▶ [Exercise objective]:
The answer is to be the full listing, unchanged in every line.

▶ [Data section]:
......

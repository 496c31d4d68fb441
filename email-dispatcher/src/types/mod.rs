mod environment;

pub use environment::Environment;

......

▶ [Solution to this task]:
repository 496c31d4d68fb441
filename email-dispatcher/src/types/mod.rs
mod environment;

pub use environment::Environment;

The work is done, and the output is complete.